G8 Education updates on current trading and more in 2021 AGM Address
G8 Education’s Managing Director Gary Carroll has provided an update on current trading, strategic initiative progress and the overall operating environment as part of the Group’s 2021 Annual General Meeting proceedings.
The key takeaways from Mr Carroll’s address with regards to current trading were:
- Overall Group current trading – Group LFL occupancy as at 14 May 2021 is currently 70.8 per cent, 3.3 per cent below the level recorded in May 2019, the next annual comparator prior to the onset of the COVID-19 pandemic.

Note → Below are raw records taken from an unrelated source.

use crate::cli::Args;
use crate::error::{DashboardError, Result};
use crate::types::NumericColumn;
use serde::{Deserialize, Serialize};
use std::path::{Path, PathBuf};

/// Settings for a dashboard run. Every field has a default so a config file
/// only needs the keys it wants to change.
#[derive(Debug, Clone, PartialEq, Serialize, Deserialize)]
#[serde(default)]
pub struct DashboardConfig {
    /// Pre-cleaned crop production CSV.
    pub data_path: PathBuf,
    /// State to keep, compared case-insensitively.
    pub state: String,
    /// Size of the district list and of every top-N view.
    pub top_k: usize,
    /// Numeric column whose per-district mean orders the district list.
    pub rank_by: String,
    /// Initial year range, clamped into the data's bounds.
    pub default_years: [i32; 2],
    pub log_scale: bool,
    /// Where exports go. Nothing is written when unset.
    pub out_dir: Option<PathBuf>,
}

impl Default for DashboardConfig {
    fn default() -> Self {
        DashboardConfig {
            data_path: PathBuf::from("processed_data.csv"),
            state: "tamil nadu".to_string(),
            top_k: 10,
            rank_by: "Production".to_string(),
            default_years: [2000, 2015],
            log_scale: true,
            out_dir: None,
        }
    }
}

impl DashboardConfig {
    pub fn from_toml_str(s: &str) -> Result<Self> {
        let config: DashboardConfig =
            toml::from_str(s).map_err(|e| DashboardError::Config(e.to_string()))?;
        config.validate()?;
        Ok(config)
    }

    pub fn from_file(path: &Path) -> Result<Self> {
        let s = std::fs::read_to_string(path).map_err(|e| {
            DashboardError::Config(format!("cannot read {}: {}", path.display(), e))
        })?;
        Self::from_toml_str(&s)
    }

    /// File (if any) first, then command-line flags on top.
    pub fn resolve(args: &Args) -> Result<Self> {
        let mut config = match &args.config {
            Some(path) => Self::from_file(path)?,
            None => Self::default(),
        };
        config.apply_args(args);
        config.validate()?;
        Ok(config)
    }

    pub fn apply_args(&mut self, args: &Args) {
        if let Some(p) = &args.data {
            self.data_path = p.clone();
        }
        if let Some(s) = &args.state {
            self.state = s.clone();
        }
        if let Some(k) = args.top_k {
            self.top_k = k;
        }
        if let Some(from) = args.from {
            self.default_years[0] = from;
        }
        if let Some(to) = args.to {
            self.default_years[1] = to;
        }
        if args.no_log_scale {
            self.log_scale = false;
        }
        if let Some(dir) = &args.out_dir {
            self.out_dir = Some(dir.clone());
        }
    }

    pub fn validate(&self) -> Result<()> {
        if self.top_k == 0 {
            return Err(DashboardError::Config("top_k must be at least 1".into()));
        }
        if self.state.trim().is_empty() {
            return Err(DashboardError::Config("state must not be empty".into()));
        }
        self.rank_by.parse::<NumericColumn>()?;
        let [lo, hi] = self.default_years;
        if lo > hi {
            return Err(DashboardError::Config(format!(
                "default_years {lo}-{hi} is reversed"
            )));
        }
        Ok(())
    }

    pub fn default_years(&self) -> (i32, i32) {
        (self.default_years[0], self.default_years[1])
    }
}
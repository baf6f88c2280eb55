use crate::error::{DashboardError, Result};
use crate::types::{RawRow, Record};
use crate::util::{clean_text, parse_f64_safe, parse_year_safe};
use csv::{ReaderBuilder, Trim};
use once_cell::sync::OnceCell;
use std::path::{Path, PathBuf};
use std::sync::Arc;
use tracing::{debug, info, warn};

/// Headers every input file must carry. `Area` is optional; other columns
/// such as `Season` are ignored.
pub const REQUIRED_COLUMNS: [&str; 6] = [
    "State_Name",
    "District_Name",
    "Crop_Year",
    "Crop",
    "Production",
    "Yield",
];

#[derive(Debug, Clone, PartialEq, Eq)]
pub struct LoadReport {
    pub total_rows: usize,
    pub state_rows: usize,
    pub parse_errors: usize,
}

/// The rows of a single state, read once and never mutated afterwards.
#[derive(Debug, Clone)]
pub struct Dataset {
    pub state: String,
    pub records: Vec<Record>,
    pub report: LoadReport,
}

impl Dataset {
    #[cfg(test)]
    pub fn from_records(state: &str, records: Vec<Record>) -> Self {
        let n = records.len();
        Dataset {
            state: state.to_string(),
            records,
            report: LoadReport {
                total_rows: n,
                state_rows: n,
                parse_errors: 0,
            },
        }
    }

    /// Inclusive `[min, max]` of `Crop_Year`, `None` for an empty dataset.
    pub fn year_bounds(&self) -> Option<(i32, i32)> {
        let min = self.records.iter().map(|r| r.crop_year).min()?;
        let max = self.records.iter().map(|r| r.crop_year).max()?;
        Some((min, max))
    }
}

fn unavailable(path: &Path, reason: impl ToString) -> DashboardError {
    DashboardError::DataUnavailable {
        path: path.display().to_string(),
        reason: reason.to_string(),
    }
}

/// Read `path` and keep only rows whose `State_Name` equals `state`,
/// ignoring case and surrounding whitespace.
pub fn load(path: &Path, state: &str) -> Result<Dataset> {
    let mut rdr = ReaderBuilder::new()
        .flexible(true)
        .trim(Trim::Headers)
        .from_path(path)
        .map_err(|e| unavailable(path, e))?;

    let headers = rdr.headers().map_err(|e| unavailable(path, e))?.clone();
    for column in REQUIRED_COLUMNS {
        if !headers.iter().any(|h| h == column) {
            return Err(DashboardError::MissingColumn(column.to_string()));
        }
    }

    let target = state.trim().to_lowercase();
    let mut total_rows = 0usize;
    let mut parse_errors = 0usize;
    let mut records: Vec<Record> = Vec::new();

    for (idx, result) in rdr.deserialize::<RawRow>().enumerate() {
        total_rows += 1;
        let row = match result {
            Ok(r) => r,
            Err(e) => {
                // +2: one for the header, one for 1-based line numbers
                debug!("skipping malformed row {}: {}", idx + 2, e);
                parse_errors += 1;
                continue;
            }
        };

        let in_state = clean_text(row.state_name).is_some_and(|s| s.to_lowercase() == target);
        if !in_state {
            continue;
        }

        let crop_year = parse_year_safe(row.crop_year.as_deref());
        let district = clean_text(row.district_name);
        let crop = clean_text(row.crop);
        let (Some(crop_year), Some(district), Some(crop)) = (crop_year, district, crop) else {
            parse_errors += 1;
            continue;
        };

        records.push(Record {
            district,
            crop_year,
            crop,
            area: parse_f64_safe(row.area.as_deref()),
            production: parse_f64_safe(row.production.as_deref()),
            yield_: parse_f64_safe(row.yield_.as_deref()),
        });
    }

    if parse_errors > 0 {
        warn!(
            "{} rows skipped due to parse errors in {}",
            parse_errors,
            path.display()
        );
    }
    let report = LoadReport {
        total_rows,
        state_rows: records.len(),
        parse_errors,
    };
    info!(
        total = report.total_rows,
        kept = report.state_rows,
        state = %state,
        "dataset loaded"
    );

    Ok(Dataset {
        state: state.trim().to_string(),
        records,
        report,
    })
}

/// Holds the dataset for the life of the process: loaded on first `get`,
/// shared afterwards, replaced only through an explicit `reload`.
pub struct DatasetStore {
    path: PathBuf,
    state: String,
    cell: OnceCell<Arc<Dataset>>,
}

impl DatasetStore {
    pub fn new(path: impl Into<PathBuf>, state: impl Into<String>) -> Self {
        DatasetStore {
            path: path.into(),
            state: state.into(),
            cell: OnceCell::new(),
        }
    }

    pub fn path(&self) -> &Path {
        &self.path
    }

    pub fn get(&self) -> Result<Arc<Dataset>> {
        self.cell
            .get_or_try_init(|| load(&self.path, &self.state).map(Arc::new))
            .map(Arc::clone)
    }

    /// Re-read the file. The cached dataset is kept if the new read fails.
    pub fn reload(&mut self) -> Result<Arc<Dataset>> {
        let fresh = Arc::new(load(&self.path, &self.state)?);
        self.cell = OnceCell::with_value(Arc::clone(&fresh));
        Ok(fresh)
    }
}

#[cfg(test)]
mod tests {
    use super::*;
    use std::io::Write;
    use tempfile::NamedTempFile;

    const SAMPLE: &str = "\
State_Name,District_Name,Crop_Year,Season,Crop,Area,Production,Yield
Tamil Nadu,COIMBATORE,2000,Kharif,Rice,100,\"1,200\",12
tamil nadu,COIMBATORE,2001.0,Rabi,Maize,50,NaN,
Kerala,KOLLAM,2000,Kharif,Rice,10,100,10
TAMIL NADU ,SALEM,,Kharif,Rice,10,100,10
Tamil Nadu,SALEM,2003,Whole Year,Coconut,5,9000000,1800000
";

    fn write_csv(contents: &str) -> NamedTempFile {
        let mut f = NamedTempFile::new().unwrap();
        f.write_all(contents.as_bytes()).unwrap();
        f.flush().unwrap();
        f
    }

    #[test]
    fn keeps_only_target_state_case_insensitively() {
        let f = write_csv(SAMPLE);
        let ds = load(f.path(), "tamil nadu").unwrap();
        assert_eq!(ds.report.total_rows, 5);
        assert_eq!(ds.report.state_rows, 3);
        assert_eq!(ds.report.parse_errors, 1);
        assert!(ds.records.iter().all(|r| r.district != "KOLLAM"));
        assert_eq!(ds.year_bounds(), Some((2000, 2003)));
    }

    #[test]
    fn missing_numerics_become_none() {
        let f = write_csv(SAMPLE);
        let ds = load(f.path(), "Tamil Nadu").unwrap();
        let maize = ds.records.iter().find(|r| r.crop == "Maize").unwrap();
        assert_eq!(maize.crop_year, 2001);
        assert_eq!(maize.production, None);
        assert_eq!(maize.yield_, None);
        let rice = ds.records.iter().find(|r| r.crop == "Rice").unwrap();
        assert_eq!(rice.production, Some(1200.0));
    }

    #[test]
    fn exponent_cells_are_kept() {
        let f = write_csv(
            "State_Name,District_Name,Crop_Year,Crop,Production,Yield\n\
             Tamil Nadu,SALEM,2004,Rice,2.5E+06,1e-05\n",
        );
        let ds = load(f.path(), "tamil nadu").unwrap();
        assert_eq!(ds.records[0].production, Some(2_500_000.0));
        assert_eq!(ds.records[0].yield_, Some(1e-5));
    }

    #[test]
    fn padded_headers_still_feed_their_columns() {
        let f = write_csv(
            "State_Name,District_Name,Crop_Year,Crop, Production , Yield\n\
             Tamil Nadu,SALEM,2004,Rice,300,2.5\n",
        );
        let ds = load(f.path(), "tamil nadu").unwrap();
        assert_eq!(ds.records[0].production, Some(300.0));
        assert_eq!(ds.records[0].yield_, Some(2.5));
    }

    #[test]
    fn missing_file_is_data_unavailable() {
        let err = load(Path::new("/definitely/not/here.csv"), "tamil nadu").unwrap_err();
        assert!(matches!(err, DashboardError::DataUnavailable { .. }));
    }

    #[test]
    fn missing_required_header_is_reported() {
        let f = write_csv("State_Name,District_Name,Crop_Year,Crop,Production\nx,y,2000,z,1\n");
        let err = load(f.path(), "x").unwrap_err();
        match err {
            DashboardError::MissingColumn(c) => assert_eq!(c, "Yield"),
            other => panic!("unexpected error: {other}"),
        }
    }

    #[test]
    fn optional_columns_may_be_absent() {
        let f = write_csv(
            "State_Name,District_Name,Crop_Year,Crop,Production,Yield\nTamil Nadu,SALEM,2001,Rice,10,2\n",
        );
        let ds = load(f.path(), "tamil nadu").unwrap();
        assert_eq!(ds.records.len(), 1);
        assert_eq!(ds.records[0].area, None);
    }

    #[test]
    fn store_loads_once_and_reloads_on_request() {
        let mut f = write_csv(SAMPLE);
        let mut store = DatasetStore::new(f.path(), "tamil nadu");
        assert!(store.cell.get().is_none());
        let first = store.get().unwrap();
        let second = store.get().unwrap();
        assert!(Arc::ptr_eq(&first, &second));

        f.write_all(b"Tamil Nadu,SALEM,2004,Kharif,Rice,1,1,1\n").unwrap();
        f.flush().unwrap();
        // cached value is not invalidated behind the caller's back
        assert_eq!(store.get().unwrap().records.len(), 3);
        let reloaded = store.reload().unwrap();
        assert_eq!(reloaded.records.len(), 4);
        assert!(!Arc::ptr_eq(&first, &reloaded));
    }
}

- Regional centre current trading – The 191 centres in regional areas, including 40 that are included in the Improvement Program initiative, are tracking 1.9 per cent above 2019 levels
- Metro centre current trading – The 255 centres in metro areas are trading 7 per cent below 2019 levels, although the 55 centres within this cohort that are included in the Improvement Program are tracking materially better down just 1 per cent from 2019 levels.
- CBD centres current trading – The Group has 8 centres in CBD areas that have been impacted by COVID-19 movement restrictions and working from home arrangements and are tracking 39 per cent below 2019 levels.
With respect to wage hours, ECT pay and wages remediation :
- Wage hours per booking – Group wages are currently performing in line with expectations with roster and wage hours per booking tracking at 2019 levels, despite the lower occupancy levels due in large part to the implementation of wage management processes.
- ECT Award rate increases – G8 noted the Fair Work Commission’s recent determination in regards to a new pay structure for ECT’s employed and that the decision applies to 900 ECTs currently employed, all of whom are currently being paid above award wages.
- Wages remediation program – The Group’s employee payment remediation program announced in December 2020 is on track, with payments to current team members to be substantially completed by the end of July 2021 with costs expected to be within the previously estimated range of $50m to $80m.
With respect to centre quality, safety and team turnover:
- Centre quality – 85 per cent of G8 centres were meeting or exceeding National Quality Standard at the end of 2020 with 31 of the 32 centres assessed year to date in 2021 having met or exceeded the NQS.
- Enhanced learning environments – The Group delivered enhanced learning environments in 94 centres in 2020. The initiative included both training the team on educational practices as well as the re-design and implementation of in-centre learning environments.
- Team safety – As a result of a number of initiatives such as a national injury hotline and enhanced training and communications frameworks, the Group reduced its Lost Time Injury Frequency Rate for team members by 47 per cent.
- Centre manager turnover – Despite very encouraging trends throughout 2020, voluntary turnover was 19 per cent at year end following higher-than-average centre manager movements in Q4. These movements have settled in 2021, turnover now at circa 17 per cent.
With respect to the Improvement Program, Greenfield sites and Portfolio Optimisation:
- 2021 Improvement Program – The 2021 improvement program is progressing, with 118 centres being covered in the program in the first half of 2021.
- Greenfield pipeline – The Group has signed Agreements for lease for 8 new greenfield centres with expected delivery timing and outflows to be updated at the half year as council and building approvals are progressed further.
- Portfolio optimisation – 22 centres have been either sold, have had their lease surrendered or are in the process of having their leases surrendered. $1.9 million in CY19 annualised EBIT losses can be attributed to the 13 centres that have been sold or surrendered thus far.
To conclude Mr Carroll thanked all of the G8 Education team members for their “expertise, compassion and commitment during an incredibly challenging period.”